On-location globe-trotting for FOX's The Rebel Billionaire: Richard Branson's Quest for the Best.

But here’s a secret, Drama Queen of Broken Hearts: all those men that you were committed to making happy, all the ways you kept changing yourself to please them…you’ll learn to change yourself for yourself in the years ahead, and no one else.  You’ll learn how to be comfortable in your own skin.  You’ll learn how to like being alone and hell, yes unbelievable, you’ll even wish you had more alone time!  And one day, which seems like a forever that will be never to you now, one day you’ll find yourself with a man that doesn’t want you to change at all.  And that for once, he’s the one making sure it’s YOU that is happy.  Hold out for that one.  He makes all those other assholes worth it.  Almost.  Ha.
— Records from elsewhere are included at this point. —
//! Resource store selection.

use serde::{Deserialize, Serialize};
use std::fmt;

/// Which resource store backs the ledger.
#[derive(Debug, Clone, Copy, PartialEq, Eq, Default, Serialize, Deserialize)]
#[serde(rename_all = "lowercase")]
pub enum StoreBackend {
    /// Process-local tables; state is lost on exit.
    Memory,
    /// PostgreSQL via sqlx.
    #[default]
    Postgres,
}

impl fmt::Display for StoreBackend {
    fn fmt(&self, f: &mut fmt::Formatter<'_>) -> fmt::Result {
        match self {
            Self::Memory => write!(f, "memory"),
            Self::Postgres => write!(f, "postgres"),
        }
    }
}

/// Resource store configuration.
#[derive(Debug, Clone, Serialize, Deserialize)]
pub struct StoreConfig {
    /// Store backend.
    #[serde(default)]
    pub backend: StoreBackend,
    /// Whether to apply pending migrations when opening a PostgreSQL store.
    #[serde(default = "default_run_migrations")]
    pub run_migrations: bool,
}

impl Default for StoreConfig {
    fn default() -> Self {
        Self {
            backend: StoreBackend::default(),
            run_migrations: default_run_migrations(),
        }
    }
}

fn default_run_migrations() -> bool {
    true
}
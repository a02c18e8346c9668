//! Seat accounting: the only code that changes a license's `used_seats`.

pub mod accountant;
pub mod transaction;
pub mod verifier;

pub use accountant::SeatAccountant;
pub use transaction::SeatTransaction;
pub use verifier::{SeatCheck, SeatVerifier};
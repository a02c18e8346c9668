//! Pagination types for history and listing queries.

use serde::{Deserialize, Serialize};

/// Default page size.
const DEFAULT_PAGE_SIZE: u64 = 25;
/// Maximum page size.
const MAX_PAGE_SIZE: u64 = 100;

/// Request parameters for paginated queries.
#[derive(Debug, Clone, Serialize, Deserialize)]
pub struct PageRequest {
    /// Page number (1-based).
    #[serde(default = "default_page")]
    pub page: u64,
    /// Number of items per page.
    #[serde(default = "default_page_size")]
    pub page_size: u64,
}

impl PageRequest {
    /// Create a new page request.
    pub fn new(page: u64, page_size: u64) -> Self {
        Self {
            page: page.max(1),
            page_size: page_size.clamp(1, MAX_PAGE_SIZE),
        }
    }

    /// A request for the first `n` items, newest first.
    pub fn first(n: u64) -> Self {
        Self::new(1, n)
    }

    /// Calculate the SQL `OFFSET` value.
    pub fn offset(&self) -> u64 {
        (self.page.saturating_sub(1)) * self.page_size
    }

    /// Return the SQL `LIMIT` value.
    pub fn limit(&self) -> u64 {
        self.page_size
    }
}

impl Default for PageRequest {
    fn default() -> Self {
        Self {
            page: 1,
            page_size: DEFAULT_PAGE_SIZE,
        }
    }
}

/// Paginated response wrapper.
#[derive(Debug, Clone, Serialize, Deserialize)]
pub struct PageResponse<T: Serialize> {
    /// The items on this page.
    pub items: Vec<T>,
    /// Current page number (1-based).
    pub page: u64,
    /// Number of items per page.
    pub page_size: u64,
    /// Total number of items across all pages.
    pub total_items: u64,
    /// Total number of pages.
    pub total_pages: u64,
    /// Whether there is a next page.
    pub has_next: bool,
    /// Whether there is a previous page.
    pub has_previous: bool,
}

impl<T: Serialize> PageResponse<T> {
    /// Create a new paginated response.
    pub fn new(items: Vec<T>, page: u64, page_size: u64, total_items: u64) -> Self {
        let total_pages = if total_items == 0 {
            1
        } else {
            total_items.div_ceil(page_size)
        };
        Self {
            items,
            page,
            page_size,
            total_items,
            total_pages,
            has_next: page < total_pages,
            has_previous: page > 1,
        }
    }

    /// Create an empty response.
    pub fn empty(page_request: &PageRequest) -> Self {
        Self {
            items: Vec::new(),
            page: page_request.page,
            page_size: page_request.page_size,
            total_items: 0,
            total_pages: 1,
            has_next: false,
            has_previous: false,
        }
    }
}

/// Apply a page window to an already ordered list of items.
pub fn paginate<T: Serialize>(items: Vec<T>, page: &PageRequest) -> PageResponse<T> {
    let total_items = items.len() as u64;
    let window = items
        .into_iter()
        .skip(page.offset() as usize)
        .take(page.limit() as usize)
        .collect();
    PageResponse::new(window, page.page, page.page_size, total_items)
}

fn default_page() -> u64 {
    1
}

fn default_page_size() -> u64 {
    DEFAULT_PAGE_SIZE
}

#[cfg(test)]
mod tests {
    use super::*;

    #[test]
    fn test_page_request_clamps() {
        let page = PageRequest::new(0, 500);
        assert_eq!(page.page, 1);
        assert_eq!(page.page_size, MAX_PAGE_SIZE);
        assert_eq!(PageRequest::first(0).page_size, 1);
    }

    #[test]
    fn test_paginate_second_page() {
        let items: Vec<u32> = (1..=7).collect();
        let response = paginate(items, &PageRequest::new(2, 3));
        assert_eq!(response.items, vec![4, 5, 6]);
        assert_eq!(response.total_items, 7);
        assert_eq!(response.total_pages, 3);
        assert!(response.has_next);
        assert!(response.has_previous);
    }
}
But I need to write to also tell you the next ten years is not some Oprah spiritual self-help walk in the park journey full of A-HA moments; there are also many UH-OH moments ahead.  There will be many mistakes, and great loss and suffering and extreme ups and downs and milestones and rockbottoms.  There will be disease and unease and marriage and miscarriage and infidelity and near-divorce and birth and death.  You will drop to your knees in pain, in submission and in prayer.  You will stop wondering and believing and hoping altogether.  You will stop writing.  Don’t stop.  I’m writing to you ten years ahead, telling you that you should have NEVER stopped writing.  Pen to paper, all those empty journals, pages that should have been filled of your pain and your joy, your triumph and your tragedy, ALL those experiences were lived, yes.  But they should have also been written in your voice – however fresh and frail, so passionate and poignant, at the time.  Instead of now, ten years later, struggling to recollect like some crunchy crispy handfuls of sepia-colored leaves off a tree after the changing of the foliage has passed and the chill of winter is about to set in.  I’ve chosen ten years later at last to force my mind, my soul, my spirit, my voice, but more importantly my pen/THE WRITER in me to reawaken and return to those vibrant hues and shades and colors of memory, like leaves in the Falltime, when everything was changing and turning over, slightly still the same but also very different.  This writer is no longer hibernating in a winter without words.  So write write WRITE (!!!) and read these lessons I’ve learned and revel in the truth that is your twentysomething self.  Because don’t worry, you end up a pretty bad-ass woman, if I don’t say so myself.  ;)

Love, Me.


10+ Years Ago.  Age 27.  Necker Island, BVIs.  September 2004.
Branson's Private Island in the Caribbean.
On-location globe-trotting for FOX's The Rebel Billionaire: Richard Branson's Quest for the Best.

A decade ago.  Age 28.  Winter 2005.  Lake Tahoe.
All In.  "Chardonnay" gets her nickname.  Texas Hold 'Em.
(Clearly this was a long time ago due to my choice in wine.)

10+ Years Ago.  Age 27.  Necker Island, BVIs.  September 2004.
Branson's "Office:" The Hammock.
On-location globe-trotting for FOX's The Rebel Billionaire: Richard Branson's Quest for the Best.


More Lessons for my Younger Self:

*You are good enough.

*This isn’t rockbottom.  You will hit rockbottom.  And then you will come out on top.

*“Every little thing’s gonna be alright.” -- Bob Marley

*The money will always come from somewhere.

*Most of the people who are your friends now, won’t be your friends much longer.  Like an outdated haircut, or some trendy fashion item, there are just some people you outgrow.

*Stop playing the victim.


*Pray. To Whomever or Whatever, Whenever, Wherever or However.  (Like my favorite Maxwell song.)  Just. Pray.  The power and impact of it all will astonish you.

THOUGHT: What will my 48 year old self write to me today/my current 38 year old self??  Whoa.